Les DEL à substrat silicium amélioré permettent de réduire les coûts élevés de l'éclairage à semi-conducteurs

Par Steven Keeping

Avec la contribution de Electronic Products

La technologie dominante dans les DEL haute luminosité est le nitrure de gallium (GaN) sur des substrats de saphir ou de carbure de silicium (SiC). Ces matériaux sont populaires étant donné qu'ils génèrent des DEL lumineuses, efficaces et qui durent longtemps. Cependant, les puces sont difficiles à fabriquer et à intégrer dans des dispositifs utilisables, ce qui augmente le coût des produits finaux les utilisant comme blocs d'éclairage DEL. Même si les prix ont chuté ces dernières années, l'éclairage DEL reste considérablement plus cher que les solutions alternatives traditionnelles à l'achat. Les dépenses initiales sont mentionnées comme étant un facteur majeur au ralentissement de l'acceptation de l'éclairage à semi-conducteurs (SSL).

Un groupe pionnier de fabricants a déployé des efforts considérables pour réduire les coûts des DEL haute puissance en remplaçant le saphir ou le substrat de carbure de silicium par du silicium (Si), le matériau utilisé habituellement pour fabriquer la plupart des puces électroniques (les « circuits intégrés »).
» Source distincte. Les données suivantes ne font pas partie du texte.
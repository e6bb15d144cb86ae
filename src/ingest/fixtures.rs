/// Test fixtures: representative NGSI-LD payloads from the context broker.
///
/// All payloads are `options=keyValues` responses from
///   {broker}/ngsi-ld/v1/entities?type=...
///
/// Beach shape:
///   id, name, source (service guide id)
///   beachType / seeAlso — array of strings, or a single bare string
///   location            — GeoJSON geometry, usually MultiPolygon
///
/// WaterQualityObserved shape:
///   dateObserved — `{"@type": "DateTime", "@value": "<RFC 3339>"}`
///   source       — provider URL or device URN
///   temperature  — °C, absent when the entity only carries other measures

/// Two beaches: Aspholmen (MultiPolygon, array fields) and Ängholmsbadet
/// (Point, bare-string fields).
#[cfg(test)]
pub(crate) fn fixture_beaches_json() -> &'static str {
    r#"[
      {
        "@context": "https://raw.githubusercontent.com/diwise/context-broker/main/assets/jsonldcontexts/default-context.jsonld",
        "id": "urn:ngsi-ld:Beach:SE0A21480000004452",
        "type": "Beach",
        "areaServed": "Långedrag",
        "dataProvider": "ServiceGuiden",
        "name": "Aspholmen (Saltholmen)",
        "source": "61e0a246cfc4d247cca9604c",
        "beachType": ["Hund tillåtet", "Hav"],
        "seeAlso": [
          "https://goteborg.se/wps/portal/start/kultur-och-fritid/fritid-och-natur/friluftsliv-natur-och/badplatser--utomhusbad/badplatser-utomhusbad/?id=3710",
          "https://badplatsen.havochvatten.se/badplatsen/api/testlocationprofile/SE0A21480000004452"
        ],
        "location": {
          "type": "MultiPolygon",
          "coordinates": [[[[11.837656, 57.658862], [11.837656, 57.658962], [11.837756, 57.658962], [11.837656, 57.658862]]]]
        }
      },
      {
        "id": "urn:ngsi-ld:Beach:SE0A21480000000471",
        "type": "Beach",
        "name": "Ängholmsbadet",
        "source": "61e0a246cfc4d247cca96a11",
        "beachType": "Sjö",
        "seeAlso": "https://goteborg.se/wps/portal?id=4120",
        "location": { "type": "Point", "coordinates": [12.0301, 57.7612] }
      }
    ]"#
}

/// A beach whose location is missing and whose list fields are malformed.
/// Parsing should still succeed; the beach simply has no anchor point.
#[cfg(test)]
pub(crate) fn fixture_beach_without_location_json() -> &'static str {
    r#"[
      {
        "id": "urn:ngsi-ld:Beach:SE0A21480000009999",
        "type": "Beach",
        "name": "Okänd strand",
        "source": "61e0a246cfc4d247cca9ffff",
        "beachType": 7,
        "location": { "type": "LineString", "coordinates": [[11.9, 57.6], [11.91, 57.61]] }
      }
    ]"#
}

/// Observations near Aspholmen: one per source category, one entity
/// without a temperature, and one with a bare-string date.
#[cfg(test)]
pub(crate) fn fixture_water_quality_json() -> &'static str {
    r#"[
      {
        "id": "urn:ngsi-ld:WaterQualityObserved:SE0A21480000000532:2022-06-27T17:00:00+02:00",
        "type": "WaterQualityObserved",
        "dateObserved": { "@type": "DateTime", "@value": "2022-06-27T17:00:00+02:00" },
        "source": "https://www.smhi.se/",
        "temperature": 18.8,
        "location": { "type": "Point", "coordinates": [11.924098, 57.623416] }
      },
      {
        "id": "urn:ngsi-ld:WaterQualityObserved:SE0A21480000004452:2022-06-26T09:30:00Z",
        "type": "WaterQualityObserved",
        "dateObserved": { "@type": "DateTime", "@value": "2022-06-26T09:30:00Z" },
        "source": "https://badplatsen.havochvatten.se/badplatsen/api",
        "temperature": 16.0
      },
      {
        "id": "urn:ngsi-ld:WaterQualityObserved:temp:se:servanet:lora:sk-elt-temp-16:2022-06-27T14:45:00Z",
        "type": "WaterQualityObserved",
        "dateObserved": { "@type": "DateTime", "@value": "2022-06-27T14:45:00Z" },
        "source": "",
        "temperature": 19.4
      },
      {
        "id": "urn:ngsi-ld:WaterQualityObserved:ph-only",
        "type": "WaterQualityObserved",
        "dateObserved": { "@type": "DateTime", "@value": "2022-06-27T14:00:00Z" },
        "source": "https://www.smhi.se/",
        "pH": 7.9
      },
      {
        "id": "urn:ngsi-ld:WaterQualityObserved:plain-date",
        "type": "WaterQualityObserved",
        "dateObserved": "2022-06-27T12:00:00Z",
        "source": "urn:ngsi-ld:Device:se:servanet:lora:sk-elt-temp-02",
        "temperature": 19.0
      }
    ]"#
}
L'avantage clé est le très faible coût de l'approvisionnement en plaquettes et l'opportunité d'utiliser des équipements de fabrication de plaquettes de 8 po dépréciées pour la fabrication de DEL. Lorsqu'ils sont combinés, ces concepts permettent de réduire considérablement le prix des DEL et de surmonter les objections des clients.

Initialement, des défis techniques ont limité les performances des DEL GaN-sur-Si, les rendant peu attrayantes pour l'éclairage grand public. Désormais, certains fabricants, et plus particulièrement Toshiba, présentent une nouvelle génération de ces DEL avec des performances infiniment améliorées à un prix très compétitif, faisant de celles-ci une solution alternative viable pour remplacer les dispositifs conventionnels dans de nombreuses applications.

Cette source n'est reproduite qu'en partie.